In all, Netflix added 4.4 million paying subscribers in the third quarter, and that was above management's estimates for growth of 3.5 million. Nearly all of Netflix's subscriber growth came from international segments and only 70,000 from the U.S. and Canada. The trend of lower subscriber gains from the U.S. and Canada suggests the region has made more progress in reaching interested households.

Fueling the outperformance in the quarter was the surprise popularity of one of Netflix's hit shows, Squid Game. But this is not the first time Netflix has produced a hit show. Netflix is rapidly climbing the learning curve (getting better with more practice) and it's likely the company will soon have another hit show or movie to keep subscribers interested.

Hit shows can attract new subscribers to the service and keep current subscribers engaged. If Netflix does not support the content engine turning out multiple hits every year, existing subscribers could start moving on to a new service. To that end, management noted that it would have a heavy slate of new content coming on the site in the fourth quarter. COVID-19-related disruptions slowed the content rollout in the first half of the year, shifting it more into the fourth quarter. 

Management estimates that Netflix will add 8.5 million subs in the fourth quarter, which would match the growth it achieved in the same quarter last year. Netflix's continued growth amid reopening economies is easing concerns. Some investors worried that as people got vaccinated and had more options for their time and money, they could cancel their Netflix subscription. So far, that is not playing out.

Netflix is not recklessly spending on content

Even better for shareholders and subscribers to Netflix, the more revenue the company generates, the more it can allocate to content production. It's a powerful flywheel that is keeping customers engaged and shareholders rewarded. Management is forecasting revenue of $7.4 billion in its next quarter, annualized it would be $29.6 billion. So far this year the company has spent 54.5% of revenue on content. If it maintains that pace next year, it could mean a hefty $16 billion spent to create shows and movies.

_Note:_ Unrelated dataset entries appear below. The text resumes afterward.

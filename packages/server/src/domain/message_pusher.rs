//! MessageBroadcaster trait 定義

use async_trait::async_trait;
use tokio::sync::mpsc;

use super::{ChatLine, ConnectionId, DeliveryReport, RegistryError};

/// 送信キュー 1 本あたりに積める件数
///
/// 読み取りをやめた接続のキューはこの件数で頭打ちになり、以後の配信は
/// `DeliveryError::QueueFull` としてスキップされる。
pub const OUTBOUND_QUEUE_CAPACITY: usize = 256;

/// 参加者ごとの送信キュー（送信側）
///
/// 受信側は接続ごとの書き込みタスクが保持し、ソケットへ順に書き出す。
pub type PusherChannel = mpsc::Sender<String>;

/// 参加者ごとの送信キュー（受信側）
pub type PusherReceiver = mpsc::Receiver<String>;

/// 上限付きの送信キューを作成
pub fn outbound_queue() -> (PusherChannel, PusherReceiver) {
    mpsc::channel(OUTBOUND_QUEUE_CAPACITY)
}

/// ブロードキャストエンジン
#[async_trait]
pub trait MessageBroadcaster: Send + Sync {
    /// `excluded` 以外の全参加者に `line` を配信
    ///
    /// 除外は名前ではなく ConnectionId で判定する。配信失敗はスキップして続行する。
    async fn broadcast_except(&self, line: &str, excluded: Option<&ConnectionId>)
    -> DeliveryReport;

    /// チャット行を作成して履歴に追加し、送信者以外に配信
    async fn publish_chat(
        &self,
        from: &ConnectionId,
        timestamp: &str,
        body: &str,
    ) -> Result<ChatLine, RegistryError>;

    /// 履歴全体のスナップショットを取得
    async fn history(&self) -> Vec<ChatLine>;
}
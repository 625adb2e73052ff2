//! InMemory 実装

mod room;

pub use room::InMemoryChatRoom;
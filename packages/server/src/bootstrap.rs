//! Dependency wiring shared by the binary and the integration tests.

use std::sync::Arc;

use tcp_chat_shared::time::Clock;

use crate::{
    config::ServerConfig,
    domain::{ChatLogSink, HistoryBuffer, MessageBroadcaster, ParticipantRegistry, Room},
    infrastructure::repository::InMemoryChatRoom,
    ui::Server,
    usecase::{
        ConnectParticipantUseCase, DisconnectParticipantUseCase, GetRoomStateUseCase,
        RenameParticipantUseCase, SendMessageUseCase,
    },
};

/// A fully wired server together with its room.
pub struct Application {
    pub room: Arc<InMemoryChatRoom>,
    pub server: Server,
}

impl Application {
    /// Wire the room, use cases and server for `config`.
    pub fn build(
        config: &ServerConfig,
        clock: Arc<dyn Clock>,
        log_sink: Arc<dyn ChatLogSink>,
    ) -> Self {
        // Initialize dependencies in order:
        // 1. Repository
        // 2. UseCases
        // 3. Server

        // 1. Create Repository (in-memory room guarding participants and history)
        let history = match config.history_limit {
            Some(limit) => HistoryBuffer::with_limit(limit),
            None => HistoryBuffer::unbounded(),
        };
        let room = Arc::new(InMemoryChatRoom::new(Room::with_history(
            config.max_participants,
            history,
        )));
        tracing::info!(
            "Room created (capacity: {}, history limit: {}, rename notice: {})",
            config.max_participants,
            config
                .history_limit
                .map_or_else(|| "none".to_string(), |n| n.to_string()),
            config.rename_notice
        );
        let registry: Arc<dyn ParticipantRegistry> = room.clone();
        let broadcaster: Arc<dyn MessageBroadcaster> = room.clone();

        // 2. Create UseCases
        let connect_participant_usecase = Arc::new(ConnectParticipantUseCase::new(
            registry.clone(),
            broadcaster.clone(),
            clock.clone(),
        ));
        let disconnect_participant_usecase = Arc::new(DisconnectParticipantUseCase::new(
            registry.clone(),
            broadcaster.clone(),
        ));
        let rename_participant_usecase = Arc::new(RenameParticipantUseCase::new(
            registry.clone(),
            broadcaster.clone(),
            config.rename_notice,
        ));
        let send_message_usecase = Arc::new(SendMessageUseCase::new(
            broadcaster.clone(),
            log_sink,
            clock,
        ));
        let get_room_state_usecase = Arc::new(GetRoomStateUseCase::new(registry, broadcaster));

        // 3. Create Server
        let server = Server::new(
            connect_participant_usecase,
            disconnect_participant_usecase,
            rename_participant_usecase,
            send_message_usecase,
            get_room_state_usecase,
        );

        Self { room, server }
    }
}
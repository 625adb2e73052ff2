//! Line-oriented text protocol.

/// Prompt sent after the welcome banner; not newline-terminated.
pub const NAME_PROMPT: &str = "[ENTER YOUR NAME]: ";

/// Command token that starts a rename request.
pub const RENAME_COMMAND: &str = "/rename";

/// One line received from a joined participant.
#[derive(Debug, Clone, Copy, PartialEq, Eq)]
pub enum ClientLine<'a> {
    /// Blank or whitespace-only line; ignored.
    Empty,
    /// `/rename <name>`, with the requested name trimmed (possibly empty).
    Rename(&'a str),
    /// Any other line, forwarded verbatim as the chat body.
    Chat(&'a str),
}

impl<'a> ClientLine<'a> {
    pub fn parse(line: &'a str) -> Self {
        if line.trim().is_empty() {
            return ClientLine::Empty;
        }

        if let Some(rest) = line.trim_start().strip_prefix(RENAME_COMMAND)
            && (rest.is_empty() || rest.starts_with(char::is_whitespace))
        {
            return ClientLine::Rename(rest.trim());
        }

        ClientLine::Chat(line)
    }
}

/// Error notices written to a single connection.
#[derive(Debug, Clone, Copy, PartialEq, Eq)]
pub enum ErrorNotice {
    EmptyName,
    NameInUse,
    ChatFull,
    JoinFailed,
}

impl ErrorNotice {
    pub fn as_str(&self) -> &'static str {
        match self {
            ErrorNotice::EmptyName => "[ERROR] Name cannot be empty.\n",
            ErrorNotice::NameInUse => "[ERROR] Name already in use.\n",
            ErrorNotice::ChatFull => "[ERROR] Chat is full.\n",
            ErrorNotice::JoinFailed => "[ERROR] Unable to join the chat.\n",
        }
    }
}

#[cfg(test)]
mod tests {
    use super::*;

    #[test]
    fn test_parse_rename_command() {
        // テスト項目: /rename コマンドから新しい名前が取り出される
        // given (前提条件):
        let inputs = [
            ("/rename charlie", "charlie"),
            ("/rename   charlie  ", "charlie"),
            ("  /rename charlie brown", "charlie brown"),
            ("/rename\tcharlie", "charlie"),
        ];

        for (input, expected) in inputs {
            // when (操作):
            let result = ClientLine::parse(input);

            // then (期待する結果):
            assert_eq!(result, ClientLine::Rename(expected), "input: {:?}", input);
        }
    }

    #[test]
    fn test_parse_rename_without_name() {
        // テスト項目: 名前のない /rename は空の名前として扱われる
        // given (前提条件):
        let inputs = ["/rename", "/rename    "];

        for input in inputs {
            // when (操作):
            let result = ClientLine::parse(input);

            // then (期待する結果):
            assert_eq!(result, ClientLine::Rename(""));
        }
    }

    #[test]
    fn test_parse_chat_message() {
        // テスト項目: コマンド形式でない行はそのままチャット本文になる
        // given (前提条件):
        let inputs = ["Hello everyone!", "/renamed bob", "say /rename bob", " padded "];

        for input in inputs {
            // when (操作):
            let result = ClientLine::parse(input);

            // then (期待する結果):
            assert_eq!(result, ClientLine::Chat(input));
        }
    }

    #[test]
    fn test_parse_blank_line_is_empty() {
        // テスト項目: 空行・空白のみの行は無視される
        // given (前提条件):
        let inputs = ["", "   ", "\t"];

        for input in inputs {
            // when (操作):
            let result = ClientLine::parse(input);

            // then (期待する結果):
            assert_eq!(result, ClientLine::Empty);
        }
    }
}
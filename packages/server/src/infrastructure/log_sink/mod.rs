//! チャットログの永続化実装

pub mod file;

pub use file::FileChatLogSink;
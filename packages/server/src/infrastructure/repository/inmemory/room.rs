//! InMemory Chat Room 実装
//!
//! ドメイン層が定義する `ParticipantRegistry` と `MessageBroadcaster` の両方を、
//! 1 つの Mutex で保護した `Room` 集約の上に実装します。
//!
//! 参加者一覧と履歴は同じロックで保護されるため、
//! - 名前の重複チェックと追加
//! - 履歴への追加とブロードキャスト
//! - 参加と履歴の再生
//!
//! はそれぞれ他の操作と交錯しません。ブロードキャストは送信キューに積むだけなので、
//! 遅いソケットがロックを保持し続けることはありません。

use async_trait::async_trait;
use tokio::sync::Mutex;

use crate::domain::{
    ChatLine, ConnectionId, DeliveryReport, JoinReceipt, MessageBroadcaster, Participant,
    ParticipantRegistry, ParticipantSummary, RegistryError, Renamed, Room, RoomSnapshot,
};

/// インメモリ Chat Room 実装
pub struct InMemoryChatRoom {
    room: Mutex<Room>,
}

impl InMemoryChatRoom {
    /// 新しい InMemoryChatRoom を作成
    pub fn new(room: Room) -> Self {
        Self {
            room: Mutex::new(room),
        }
    }
}

impl Default for InMemoryChatRoom {
    fn default() -> Self {
        Self::new(Room::default())
    }
}

fn log_delivery_failures(report: &DeliveryReport) {
    for error in &report.failed {
        tracing::warn!("Failed to deliver line: {}, skipping", error);
    }
}

#[async_trait]
impl ParticipantRegistry for InMemoryChatRoom {
    async fn add(&self, participant: Participant) -> Result<JoinReceipt, RegistryError> {
        let mut room = self.room.lock().await;
        let receipt = room.join(participant)?;
        tracing::debug!(
            "Participant #{} added ({} / {}), replayed {} history lines",
            receipt.join_order.value(),
            room.len(),
            room.capacity(),
            receipt.replayed
        );
        Ok(receipt)
    }

    async fn remove(&self, id: &ConnectionId) -> Option<ParticipantSummary> {
        let mut room = self.room.lock().await;
        let removed = room.remove_participant(id).map(|p| p.summary());
        if removed.is_none() {
            tracing::debug!("Connection '{}' was already removed", id);
        }
        removed
    }

    async fn rename(&self, id: &ConnectionId, new_name: &str) -> Result<Renamed, RegistryError> {
        let mut room = self.room.lock().await;
        room.rename_participant(id, new_name)
    }

    async fn snapshot(&self) -> Vec<ParticipantSummary> {
        let room = self.room.lock().await;
        room.snapshot()
    }

    async fn room_snapshot(&self) -> RoomSnapshot {
        let room = self.room.lock().await;
        room.room_snapshot()
    }

    async fn count(&self) -> usize {
        let room = self.room.lock().await;
        room.len()
    }

    async fn has_capacity(&self) -> bool {
        let room = self.room.lock().await;
        !room.is_full()
    }
}

#[async_trait]
impl MessageBroadcaster for InMemoryChatRoom {
    async fn broadcast_except(
        &self,
        line: &str,
        excluded: Option<&ConnectionId>,
    ) -> DeliveryReport {
        let room = self.room.lock().await;
        let report = room.broadcast_except(line, excluded);
        log_delivery_failures(&report);
        report
    }

    async fn publish_chat(
        &self,
        from: &ConnectionId,
        timestamp: &str,
        body: &str,
    ) -> Result<ChatLine, RegistryError> {
        let mut room = self.room.lock().await;
        let (line, report) = room.publish_chat(from, timestamp, body)?;
        log_delivery_failures(&report);
        tracing::debug!("Chat line delivered to {} participants", report.delivered);
        Ok(line)
    }

    async fn history(&self) -> Vec<ChatLine> {
        let room = self.room.lock().await;
        room.history().to_vec()
    }
}

#[cfg(test)]
mod tests {
    use super::*;
    use std::sync::Arc;

    use crate::domain::{ConnectionIdFactory, HistoryBuffer, ParticipantName, Timestamp};
    use tokio::sync::mpsc::{self, Receiver};

    // ========================================
    // テスト作業記録
    // ========================================
    // 【何をテストするか】
    // - InMemoryChatRoom の参加者操作と配信
    // - 並行アクセス時の名前の一意性と人数上限
    //
    // 【なぜこのテストが必要か】
    // - 全てのセッションタスクが同じ InMemoryChatRoom を共有する
    // - チェックと追加が同じクリティカルセクションで行われることを保証する
    //
    // 【どのようなシナリオをテストするか】
    // 1. 同じ名前での同時参加
    // 2. 上限を超える同時参加
    // 3. 履歴の順序と参加時の再生
    // ========================================

    fn new_participant(name: &str) -> (Participant, Receiver<String>) {
        let (tx, rx) = mpsc::channel(16);
        let participant = Participant::new(
            ConnectionIdFactory::generate(),
            ParticipantName::new(name).unwrap(),
            Timestamp::new(0),
            tx,
        );
        (participant, rx)
    }

    #[tokio::test]
    async fn test_concurrent_joins_with_same_name_admit_exactly_one() {
        // テスト項目: 同じ名前で同時に参加しても 1 人だけが追加される
        // given (前提条件):
        let chat_room = Arc::new(InMemoryChatRoom::new(Room::new(100)));

        // when (操作):
        let mut handles = Vec::new();
        for _ in 0..32 {
            let chat_room = chat_room.clone();
            handles.push(tokio::spawn(async move {
                let (participant, rx) = new_participant("alice");
                (chat_room.add(participant).await, rx)
            }));
        }
        let mut admitted = 0;
        let mut receivers = Vec::new();
        for handle in handles {
            let (result, rx) = handle.await.unwrap();
            if result.is_ok() {
                admitted += 1;
            } else {
                assert_eq!(result, Err(RegistryError::NameTaken("alice".to_string())));
            }
            receivers.push(rx);
        }

        // then (期待する結果):
        assert_eq!(admitted, 1);
        assert_eq!(chat_room.count().await, 1);
    }

    #[tokio::test]
    async fn test_concurrent_joins_never_exceed_capacity() {
        // テスト項目: 上限を超える数の参加が同時に起きても上限を超えない
        // given (前提条件):
        let chat_room = Arc::new(InMemoryChatRoom::new(Room::new(10)));

        // when (操作):
        let mut handles = Vec::new();
        for i in 0..25 {
            let chat_room = chat_room.clone();
            handles.push(tokio::spawn(async move {
                let (participant, rx) = new_participant(&format!("user{}", i));
                (chat_room.add(participant).await, rx)
            }));
        }
        let mut receivers = Vec::new();
        let mut rejected = 0;
        for handle in handles {
            let (result, rx) = handle.await.unwrap();
            if let Err(e) = result {
                assert_eq!(e, RegistryError::AtCapacity(10));
                rejected += 1;
            }
            receivers.push(rx);
        }

        // then (期待する結果):
        assert_eq!(chat_room.count().await, 10);
        assert_eq!(rejected, 15);
        assert!(!chat_room.has_capacity().await);
    }

    #[tokio::test]
    async fn test_history_replay_matches_broadcast_order() {
        // テスト項目: 参加時に再生される履歴はブロードキャストされた順序と一致する
        // given (前提条件):
        let chat_room = InMemoryChatRoom::default();
        let (alice, mut alice_rx) = new_participant("alice");
        let (bob, _bob_rx) = new_participant("bob");
        let bob_id = bob.id;
        chat_room.add(alice).await.unwrap();
        chat_room.add(bob).await.unwrap();

        let mut published = Vec::new();
        for i in 0..5 {
            let line = chat_room
                .publish_chat(&bob_id, "2024-01-02 03:04:05", &format!("message {}", i))
                .await
                .unwrap();
            published.push(line.into_string());
        }

        // when (操作):
        let (charlie, mut charlie_rx) = new_participant("charlie");
        let receipt = chat_room.add(charlie).await.unwrap();

        // then (期待する結果):
        assert_eq!(receipt.replayed, 5);
        let mut replayed = String::new();
        while let Ok(chunk) = charlie_rx.try_recv() {
            replayed.push_str(&chunk);
        }
        assert_eq!(replayed, published.concat());

        let mut live = Vec::new();
        while let Ok(line) = alice_rx.try_recv() {
            live.push(line);
        }
        assert_eq!(live, published);
    }

    #[tokio::test]
    async fn test_limited_history_replays_only_retained_lines() {
        // テスト項目: 上限付きの履歴では保持されている行だけが再生される
        // given (前提条件):
        let chat_room = InMemoryChatRoom::new(Room::with_history(10, HistoryBuffer::with_limit(2)));
        let (alice, _alice_rx) = new_participant("alice");
        let alice_id = alice.id;
        chat_room.add(alice).await.unwrap();
        for body in ["one", "two", "three"] {
            chat_room.publish_chat(&alice_id, "t", body).await.unwrap();
        }

        // when (操作):
        let (bob, mut bob_rx) = new_participant("bob");
        chat_room.add(bob).await.unwrap();

        // then (期待する結果):
        assert_eq!(
            bob_rx.try_recv().unwrap(),
            "[t][alice]: two\n[t][alice]: three\n"
        );
        assert!(bob_rx.try_recv().is_err());
        assert_eq!(chat_room.history().await.len(), 2);
    }

    #[tokio::test]
    async fn test_remove_then_broadcast_does_not_reach_removed_participant() {
        // テスト項目: 削除後のブロードキャストは削除された参加者に届かない
        // given (前提条件):
        let chat_room = InMemoryChatRoom::default();
        let (alice, mut alice_rx) = new_participant("alice");
        let (bob, mut bob_rx) = new_participant("bob");
        let alice_id = alice.id;
        chat_room.add(alice).await.unwrap();
        chat_room.add(bob).await.unwrap();

        // when (操作):
        let removed = chat_room.remove(&alice_id).await.unwrap();
        let report = chat_room
            .broadcast_except("alice has left the chat...\n", None)
            .await;

        // then (期待する結果):
        assert_eq!(removed.name.as_str(), "alice");
        assert_eq!(report.delivered, 1);
        assert!(alice_rx.try_recv().is_err());
        assert_eq!(bob_rx.try_recv().unwrap(), "alice has left the chat...\n");
        assert!(chat_room.remove(&alice_id).await.is_none());
    }

    #[tokio::test]
    async fn test_room_snapshot_reports_capacity_and_history() {
        // テスト項目: Room のスナップショットに上限・参加者・履歴件数が含まれる
        // given (前提条件):
        let chat_room = InMemoryChatRoom::new(Room::new(3));
        let (alice, _rx) = new_participant("alice");
        let alice_id = alice.id;
        chat_room.add(alice).await.unwrap();
        chat_room.publish_chat(&alice_id, "t", "hello").await.unwrap();

        // when (操作):
        let snapshot = chat_room.room_snapshot().await;

        // then (期待する結果):
        assert_eq!(snapshot.capacity, 3);
        assert_eq!(snapshot.participants.len(), 1);
        assert_eq!(snapshot.participants[0].id, alice_id);
        assert_eq!(snapshot.history_len, 1);
    }
}
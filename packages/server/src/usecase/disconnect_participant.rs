//! UseCase: 参加者切断処理
//!
//! ## テスト実装の作業記録
//!
//! ### 何をテストしているか
//! - DisconnectParticipantUseCase::execute() メソッド
//! - 参加者の削除と退出通知
//!
//! ### なぜこのテストが必要か
//! - 退出通知は Registry から削除した後に送る（本人には届かない）
//! - 同じ参加者の削除が二重に通知されないことを保証
//!
//! ### どのような状況を想定しているか
//! - 正常系：参加者の切断と通知
//! - エッジケース：最後の参加者の切断（通知対象なし）
//! - 異常系：既に削除された参加者の切断

use std::sync::Arc;

use crate::domain::{
    ConnectionId, DeliveryReport, MessageBroadcaster, ParticipantName, ParticipantRegistry,
    ParticipantSummary, SystemNotice,
};

use super::error::DisconnectError;

/// 参加者切断のユースケース
pub struct DisconnectParticipantUseCase {
    registry: Arc<dyn ParticipantRegistry>,
    broadcaster: Arc<dyn MessageBroadcaster>,
}

impl DisconnectParticipantUseCase {
    /// 新しい DisconnectParticipantUseCase を作成
    pub fn new(
        registry: Arc<dyn ParticipantRegistry>,
        broadcaster: Arc<dyn MessageBroadcaster>,
    ) -> Self {
        Self {
            registry,
            broadcaster,
        }
    }

    /// 参加者切断を実行
    ///
    /// # Returns
    ///
    /// * `Ok(ParticipantSummary)` - 削除された参加者（削除時点の名前を含む）
    /// * `Err(DisconnectError)` - 既に登録されていない
    pub async fn execute(&self, id: &ConnectionId) -> Result<ParticipantSummary, DisconnectError> {
        self.registry
            .remove(id)
            .await
            .ok_or(DisconnectError::NotConnected)
    }

    /// 参加者が left したことを残りの参加者全員にブロードキャスト
    ///
    /// 退出した参加者は既に Registry にいないため、除外指定は不要。
    pub async fn broadcast_participant_left(&self, name: &ParticipantName) -> DeliveryReport {
        let notice = SystemNotice::Left(name.clone()).to_string();
        self.broadcaster.broadcast_except(&notice, None).await
    }

    /// 残りの参加者数を取得
    pub async fn count_remaining_participants(&self) -> usize {
        self.registry.count().await
    }
}
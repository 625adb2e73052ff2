//! UseCase 層のエラー定義

use thiserror::Error;

use crate::domain::RegistryError;

/// 参加（ハンドシェイク）のエラー
#[derive(Debug, Clone, PartialEq, Eq, Error)]
pub enum ConnectError {
    #[error("name cannot be empty")]
    EmptyName,

    #[error("name '{0}' is already in use")]
    DuplicateName(String),

    #[error("chat room is full")]
    CapacityExceeded,

    #[error("unexpected registry error: {0}")]
    Registry(RegistryError),
}

/// 切断のエラー
#[derive(Debug, Clone, PartialEq, Eq, Error)]
pub enum DisconnectError {
    #[error("participant is not connected")]
    NotConnected,
}

/// 名前変更のエラー
#[derive(Debug, Clone, PartialEq, Eq, Error)]
pub enum RenameError {
    #[error("name cannot be empty")]
    EmptyName,

    #[error("name '{0}' is already in use")]
    DuplicateName(String),

    #[error("participant is not connected")]
    NotConnected,
}

/// メッセージ送信のエラー
#[derive(Debug, Clone, PartialEq, Eq, Error)]
pub enum SendMessageError {
    #[error("message cannot be empty")]
    EmptyMessage,

    #[error("participant is not connected")]
    NotConnected,
}
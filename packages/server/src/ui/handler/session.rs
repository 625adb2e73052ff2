//! TCP session handlers.
//!
//! One session task per accepted connection: the join handshake, then the read
//! loop, then cleanup. Outbound lines are written by the participant's own
//! `pusher_loop` task once the participant has joined.

use std::{net::SocketAddr, sync::Arc};

use tokio::{
    io::{AsyncBufRead, AsyncBufReadExt, AsyncReadExt, AsyncWrite, AsyncWriteExt, BufReader},
    net::TcpStream,
};

use crate::{
    domain::{ConnectionId, ConnectionIdFactory, PusherChannel, outbound_queue},
    infrastructure::{
        dto::text::{ClientLine, ErrorNotice, NAME_PROMPT},
        message_pusher::{pusher_loop, write_text},
    },
    ui::{banner::WELCOME_BANNER, state::AppState},
    usecase::{ConnectError, RenameError, SendMessageError},
};

/// Longest accepted input line in bytes, `\n` excluded.
///
/// A peer that sends more than this without a newline is disconnected.
pub const MAX_LINE_BYTES: usize = 64 * 1024;

/// Handle one accepted TCP connection until the peer disconnects.
pub async fn handle_connection(stream: TcpStream, peer: SocketAddr, state: Arc<AppState>) {
    if let Err(e) = stream.set_nodelay(true) {
        tracing::debug!("Failed to set TCP_NODELAY for {}: {}", peer, e);
    }
    let (read_half, write_half) = stream.into_split();
    handle_session(BufReader::new(read_half), write_half, peer.to_string(), state).await;
}

/// Run the handshake and read loop over any line-oriented byte stream.
///
/// # Arguments
///
/// * `reader` - Buffered read half of the connection
/// * `writer` - Write half of the connection (handed to `pusher_loop` after joining)
/// * `peer` - Peer label used in logs
/// * `state` - Shared application state
pub async fn handle_session<R, W>(mut reader: R, mut writer: W, peer: String, state: Arc<AppState>)
where
    R: AsyncBufRead + Unpin,
    W: AsyncWrite + Unpin + Send + 'static,
{
    // 1. バナーと名前の入力プロンプトを送信
    if let Err(e) = send_greeting(&mut writer).await {
        tracing::debug!("Connection {} closed before handshake: {}", peer, e);
        return;
    }

    // 2. 名前を 1 行読む（入力前の切断と長すぎる行は空の名前として扱う）
    let proposed_name = read_line(&mut reader).await.unwrap_or_default();

    // 3. Registry に参加（履歴は送信キューへ再生される）
    let id = ConnectionIdFactory::generate();
    let (tx, rx) = outbound_queue();
    let joined = match state
        .connect_participant_usecase
        .execute(id, &proposed_name, tx.clone())
        .await
    {
        Ok(joined) => joined,
        Err(e) => {
            tracing::warn!("Rejected handshake from {}: {}", peer, e);
            reject(&mut writer, &e).await;
            return;
        }
    };
    tracing::info!(
        "{} joined from {} ({} history lines replayed)",
        joined.name,
        peer,
        joined.replayed
    );

    // 4. 書き込みタスクを起動し、参加通知をブロードキャスト
    let pusher = pusher_loop(rx, writer);
    state
        .connect_participant_usecase
        .broadcast_participant_joined(&joined)
        .await;

    // 5. 読み込みループ
    read_loop(&mut reader, &id, &tx, &state).await;

    // 6. Registry から削除してから退出通知をブロードキャスト
    match state.disconnect_participant_usecase.execute(&id).await {
        Ok(left) => {
            state
                .disconnect_participant_usecase
                .broadcast_participant_left(&left.name)
                .await;
            tracing::info!(
                "{} left ({} participants remaining)",
                left.name,
                state
                    .disconnect_participant_usecase
                    .count_remaining_participants()
                    .await
            );
        }
        Err(e) => tracing::warn!("Cleanup for {} found nothing to remove: {}", peer, e),
    }

    // 7. 送信キューを閉じ、残りの行を書き出してから接続を閉じる
    drop(tx);
    if let Err(e) = pusher.await {
        tracing::error!("Pusher task for {} failed: {}", peer, e);
    }
}

async fn send_greeting<W>(writer: &mut W) -> std::io::Result<()>
where
    W: AsyncWrite + Unpin,
{
    write_text(writer, WELCOME_BANNER).await?;
    write_text(writer, NAME_PROMPT).await
}

/// Notice sent to a peer whose handshake was rejected.
///
/// `ConnectError::Registry` covers registry failures other than a taken name or a
/// full room. The in-memory registry never produces one on add, but other
/// `ParticipantRegistry` implementations may.
fn rejection_notice(error: &ConnectError) -> ErrorNotice {
    match error {
        ConnectError::EmptyName => ErrorNotice::EmptyName,
        ConnectError::DuplicateName(_) => ErrorNotice::NameInUse,
        ConnectError::CapacityExceeded => ErrorNotice::ChatFull,
        ConnectError::Registry(_) => ErrorNotice::JoinFailed,
    }
}

/// Write the rejection notice and close the connection.
async fn reject<W>(writer: &mut W, error: &ConnectError)
where
    W: AsyncWrite + Unpin,
{
    if let Err(e) = write_text(writer, rejection_notice(error).as_str()).await {
        tracing::debug!("Failed to write rejection notice: {}", e);
    }
    if let Err(e) = writer.shutdown().await {
        tracing::debug!("Failed to shut down rejected connection: {}", e);
    }
}

async fn read_loop<R>(reader: &mut R, id: &ConnectionId, tx: &PusherChannel, state: &AppState)
where
    R: AsyncBufRead + Unpin,
{
    while let Some(line) = read_line(reader).await {
        match ClientLine::parse(&line) {
            ClientLine::Empty => {}
            ClientLine::Rename(new_name) => {
                match state.rename_participant_usecase.execute(id, new_name).await {
                    Ok(renamed) => {
                        tracing::info!("{} renamed to {}", renamed.previous, renamed.current)
                    }
                    Err(RenameError::EmptyName) => reply(tx, ErrorNotice::EmptyName),
                    Err(RenameError::DuplicateName(_)) => reply(tx, ErrorNotice::NameInUse),
                    Err(RenameError::NotConnected) => break,
                }
            }
            ClientLine::Chat(body) => match state.send_message_usecase.execute(id, body).await {
                Ok(chat) => tracing::debug!("Broadcast: {}", chat.as_str().trim_end()),
                Err(SendMessageError::EmptyMessage) => {}
                Err(SendMessageError::NotConnected) => break,
            },
        }
    }
}

/// Queue an error notice for this connection only.
fn reply(tx: &PusherChannel, notice: ErrorNotice) {
    if let Err(e) = tx.try_send(notice.as_str().to_string()) {
        tracing::debug!("Dropping notice: {}", e);
    }
}

/// Read one line without its terminator.
///
/// `None` on end of stream, on read error, or when the line exceeds `MAX_LINE_BYTES`.
async fn read_line<R>(reader: &mut R) -> Option<String>
where
    R: AsyncBufRead + Unpin,
{
    let mut buf = Vec::new();
    let mut limited = (&mut *reader).take(MAX_LINE_BYTES as u64 + 1);
    match limited.read_until(b'\n', &mut buf).await {
        Ok(0) => None,
        Ok(_) if buf.len() > MAX_LINE_BYTES && buf.last() != Some(&b'\n') => {
            tracing::warn!("Input line exceeds {} bytes; closing connection", MAX_LINE_BYTES);
            None
        }
        Ok(_) => {
            if buf.last() == Some(&b'\n') {
                buf.pop();
            }
            if buf.last() == Some(&b'\r') {
                buf.pop();
            }
            Some(String::from_utf8_lossy(&buf).into_owned())
        }
        Err(e) => {
            tracing::debug!("Read error: {}", e);
            None
        }
    }
}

Netflix's spending on content is measured. The company is not recklessly spending on creating new content to fuel subscriber growth. In the nine months ended Sept. 30, Netflix has spent $12 billion on content. That's up from the $8.4 billion it spent during the same time last year, but that was during the more acute phases of the pandemic when production was more constrained. Certainly, it's a reasonable sum for a company that generated $22 billion in revenue in the nine months ended Sept. 30.

The skillful content budget allocation has allowed Netflix's operating profit margin to expand over the years, increasing from 4.6% in 2016 to 18.3% in 2020 and on pace to surpass 20% in fiscal 2021. That could mean Netflix will continue to sustainably grow subscribers for several years.